The state said its strategies built during the COVID-19 pandemic helped lay the groundwork for its monkeypox response.
What this announcement doesn't do is getting more vaccines to California.
"It won't increase the number of vaccine doses that we receive. That is determined solely by the federal government," said Senator Scott Wiener.
On Monday, Senator Scott Wiener sent a letter to Governor Newsom along with other senators asking for $38.5 million to help counties across the state respond to this virus as vaccines arrive.
"When counties have to set up vaccine clinics to administer the vaccine. They have to pay staff, they have to pay for the site, and they have to pay for the outreach to make sure people know about it. They have to pay for some of the supply other than the vaccine supplies themselves," said Senator Wiener.
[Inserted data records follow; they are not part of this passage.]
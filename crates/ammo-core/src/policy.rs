//! The routing policy: `Topic → Routing → Clause → Literal`.
//!
//! A [`Policy`] is built once (usually by [`crate::policy_xml`]) and is
//! read-only afterwards. Lookups never fail: a topic with no matching prefix
//! gets a synthesized fallback rule that sends on the default channel.

use std::{collections::HashMap, fmt, str::FromStr};

use chrono::{DateTime, TimeDelta, Utc};
use serde::{Deserialize, Serialize};
use strum::{AsRefStr, Display, EnumIter, EnumString};

use crate::{dispersal::Dispersal, request::RequestType};

/// Channel term used when nothing else is configured.
pub const DEFAULT_CHANNEL: &str = "gateway";

// ─── Category ────────────────────────────────────────────────────────────────

/// Which request kind a routing applies to.
#[derive(
  Debug,
  Clone,
  Copy,
  PartialEq,
  Eq,
  Hash,
  Serialize,
  Deserialize,
  Display,
  EnumString,
  AsRefStr,
  EnumIter,
)]
#[strum(serialize_all = "lowercase", ascii_case_insensitive)]
#[serde(rename_all = "lowercase")]
pub enum Category {
  Postal,
  Subscribe,
  Retrieval,
  Publish,
}

impl Category {
  /// Lifespan applied when a routing does not declare one.
  pub fn default_lifespan(self) -> Option<TimeDelta> {
    match self {
      Self::Postal | Self::Publish => Some(TimeDelta::hours(8)),
      Self::Retrieval => Some(TimeDelta::minutes(30)),
      Self::Subscribe => None,
    }
  }
}

impl From<RequestType> for Category {
  fn from(t: RequestType) -> Self {
    match t {
      RequestType::Postal => Self::Postal,
      RequestType::Retrieval => Self::Retrieval,
      RequestType::Subscribe => Self::Subscribe,
    }
  }
}

// ─── Literal parts ───────────────────────────────────────────────────────────

/// What a literal needs from its channel to count as satisfied.
#[derive(Debug, Clone, Copy, PartialEq, Eq, Serialize, Deserialize)]
#[serde(rename_all = "kebab-case")]
pub enum Goal {
  Delivered,
  NotDelivered,
}

impl FromStr for Goal {
  type Err = crate::Error;

  fn from_str(s: &str) -> crate::Result<Self> {
    match s.trim().to_ascii_lowercase().as_str() {
      "true" | "success" | "delivered" => Ok(Self::Delivered),
      "false" | "failure" | "not-delivered" => Ok(Self::NotDelivered),
      other => Err(crate::Error::InvalidPolicy(format!(
        "unknown literal condition {other:?}"
      ))),
    }
  }
}

/// Wire encoding chosen per literal.
#[derive(Debug, Clone, PartialEq, Eq, Hash, Default, Serialize, Deserialize)]
#[serde(rename_all = "lowercase")]
pub enum Encoding {
  /// Compact positional binary.
  Terse,
  /// Self-describing JSON with appended blobs.
  #[default]
  Json,
  /// Handed to a registered adaptor under this name.
  Custom(String),
}

impl Encoding {
  pub fn name(&self) -> &str {
    match self {
      Self::Terse => "terse",
      Self::Json => "json",
      Self::Custom(name) => name,
    }
  }
}

impl FromStr for Encoding {
  type Err = std::convert::Infallible;

  fn from_str(s: &str) -> Result<Self, Self::Err> {
    let trimmed = s.trim();
    Ok(if trimmed.is_empty() || trimmed.eq_ignore_ascii_case("json") {
      Self::Json
    } else if trimmed.eq_ignore_ascii_case("terse") {
      Self::Terse
    } else {
      Self::Custom(trimmed.to_owned())
    })
  }
}

impl fmt::Display for Encoding {
  fn fmt(&self, f: &mut fmt::Formatter<'_>) -> fmt::Result {
    f.write_str(self.name())
  }
}

// ─── Rule structure ──────────────────────────────────────────────────────────

/// One channel term with its goal and encoding.
#[derive(Debug, Clone, PartialEq, Eq, Serialize, Deserialize)]
pub struct Literal {
  pub term:     String,
  pub goal:     Goal,
  pub encoding: Encoding,
}

impl Literal {
  pub fn new(term: impl Into<String>, goal: Goal, encoding: Encoding) -> Self {
    Self { term: term.into(), goal, encoding }
  }
}

/// A disjunction of literals.
#[derive(Debug, Clone, PartialEq, Eq, Default, Serialize, Deserialize)]
pub struct Clause {
  pub literals: Vec<Literal>,
}

impl Clause {
  pub fn new(literals: Vec<Literal>) -> Self { Self { literals } }

  pub fn mentions(&self, term: &str) -> bool {
    self.literals.iter().any(|l| l.term == term)
  }
}

/// A conjunction of clauses plus delivery parameters for one category.
#[derive(Debug, Clone, PartialEq)]
pub struct Routing {
  pub category: Category,
  /// `None` defers entirely to the application's priority.
  pub priority: Option<i32>,
  /// `None` never expires on the routing's account.
  pub lifespan: Option<TimeDelta>,
  /// Inbound subscribe payloads on this topic are re-posted locally.
  pub relay:    bool,
  pub clauses:  Vec<Clause>,
  fallback:     bool,
}

impl Routing {
  pub fn new(category: Category, clauses: Vec<Clause>) -> Self {
    Self {
      category,
      priority: None,
      lifespan: category.default_lifespan(),
      relay: false,
      clauses,
      fallback: false,
    }
  }

  /// The synthesized rule used when no topic prefix matches.
  pub fn fallback(category: Category, channel: &str) -> Self {
    Self {
      fallback: true,
      ..Self::new(
        category,
        vec![Clause::new(vec![Literal::new(
          channel,
          Goal::Delivered,
          Encoding::default(),
        )])],
      )
    }
  }

  pub fn with_priority(mut self, priority: i32) -> Self {
    self.priority = Some(priority);
    self
  }

  pub fn with_lifespan(mut self, lifespan: Option<TimeDelta>) -> Self {
    self.lifespan = lifespan;
    self
  }

  pub fn with_relay(mut self, relay: bool) -> Self {
    self.relay = relay;
    self
  }

  /// True when this rule was synthesized because nothing matched.
  pub fn is_fallback(&self) -> bool { self.fallback }

  /// Effective priority: the lower of the routing's and the application's.
  pub fn priority(&self, app: i32) -> i32 {
    match self.priority {
      Some(p) if p >= 0 => p.min(app),
      _ => app,
    }
  }

  /// Effective expiration: the earlier of `now + lifespan` and the
  /// application's own deadline.
  pub fn expiration(&self, app: DateTime<Utc>, now: DateTime<Utc>) -> DateTime<Utc> {
    match self.lifespan.and_then(|l| now.checked_add_signed(l)) {
      Some(limit) => limit.min(app),
      None => app,
    }
  }

  /// Distinct channel terms in declared order.
  pub fn terms(&self) -> Vec<&str> {
    let mut terms: Vec<&str> = Vec::new();
    for literal in self.clauses.iter().flat_map(|c| &c.literals) {
      if !terms.contains(&literal.term.as_str()) {
        terms.push(&literal.term);
      }
    }
    terms
  }

  /// Seed a dispersal with one pending entry per channel term.
  ///
  /// A channel filter that the rule never mentions is seeded as well, so the
  /// forced channel has a disposal row to track.
  pub fn make_dispersal(&self, channel_filter: Option<&str>) -> Dispersal {
    let mut dispersal = Dispersal::new(channel_filter.map(str::to_owned));
    for term in self.terms() {
      dispersal.seed(term);
    }
    if let Some(filter) = channel_filter {
      dispersal.seed(filter);
    }
    dispersal
  }
}

/// A topic key and its routing for one category.
#[derive(Debug, Clone, PartialEq)]
pub struct Topic {
  pub name:    String,
  pub routing: Routing,
}

// ─── Policy ──────────────────────────────────────────────────────────────────

/// The loaded rule set, keyed by category then topic prefix.
#[derive(Debug, Clone)]
pub struct Policy {
  topics:          HashMap<Category, Vec<Topic>>,
  fallbacks:       HashMap<Category, Topic>,
  default_channel: String,
}

impl Default for Policy {
  fn default() -> Self { Self::new(DEFAULT_CHANNEL) }
}

impl Policy {
  /// An empty policy whose fallback rule sends on `default_channel`.
  pub fn new(default_channel: impl Into<String>) -> Self {
    let default_channel = default_channel.into();
    let fallbacks = [
      Category::Postal,
      Category::Subscribe,
      Category::Retrieval,
      Category::Publish,
    ]
    .into_iter()
    .map(|c| {
      (c, Topic {
        name:    String::new(),
        routing: Routing::fallback(c, &default_channel),
      })
    })
    .collect();

    Self { topics: HashMap::new(), fallbacks, default_channel }
  }

  pub fn default_channel(&self) -> &str { &self.default_channel }

  /// Register a topic rule, replacing any rule with the same key.
  pub fn insert(&mut self, name: impl Into<String>, routing: Routing) {
    let name = name.into();
    let topics = self.topics.entry(routing.category).or_default();
    topics.retain(|t| t.name != name);
    topics.push(Topic { name, routing });
  }

  pub fn topics(&self, category: Category) -> &[Topic] {
    self.topics.get(&category).map(Vec::as_slice).unwrap_or_default()
  }

  pub fn len(&self) -> usize { self.topics.values().map(Vec::len).sum() }

  pub fn is_empty(&self) -> bool { self.len() == 0 }

  /// Longest-prefix match of `topic` within `category`.
  pub fn match_topic(&self, category: Category, topic: &str) -> &Topic {
    let best = self
      .topics(category)
      .iter()
      .filter(|t| topic.starts_with(t.name.as_str()))
      .max_by_key(|t| t.name.len());

    match best {
      Some(t) => t,
      None => {
        tracing::debug!(%category, topic, "no policy match, using fallback rule");
        &self.fallbacks[&category]
      }
    }
  }
}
So far California has administered 25,000 doses of the monkeypox vaccines and plans to acquire more in the coming days and weeks and will also amp up its testing in partnership with local laboratories.
The state also said that access to the antiviral prescription drug to treat monkeypox, tecovirimat (TPOXX), is still limited, but the treatment can now be administered at more than 30 facilities and providers across the state.
The monkeypox virus spreads through prolonged and close skin-to-skin contact, which can include hugging, cuddling and kissing, as well as through the sharing of bedding, towels and clothing. People getting sick so far have mainly been men who have sex with men, though health officials note that the virus can infect anyone.
The type of monkeypox virus identified in this outbreak is rarely fatal, and people usually recover within weeks. But the lesions and blisters caused by the virus are painful, and they can prevent swallowing or bowel movements if in the throat or anus.
According to the CDC, California has recorded 827 cases of monkeypox so far.
The Associated Press contributed to this report.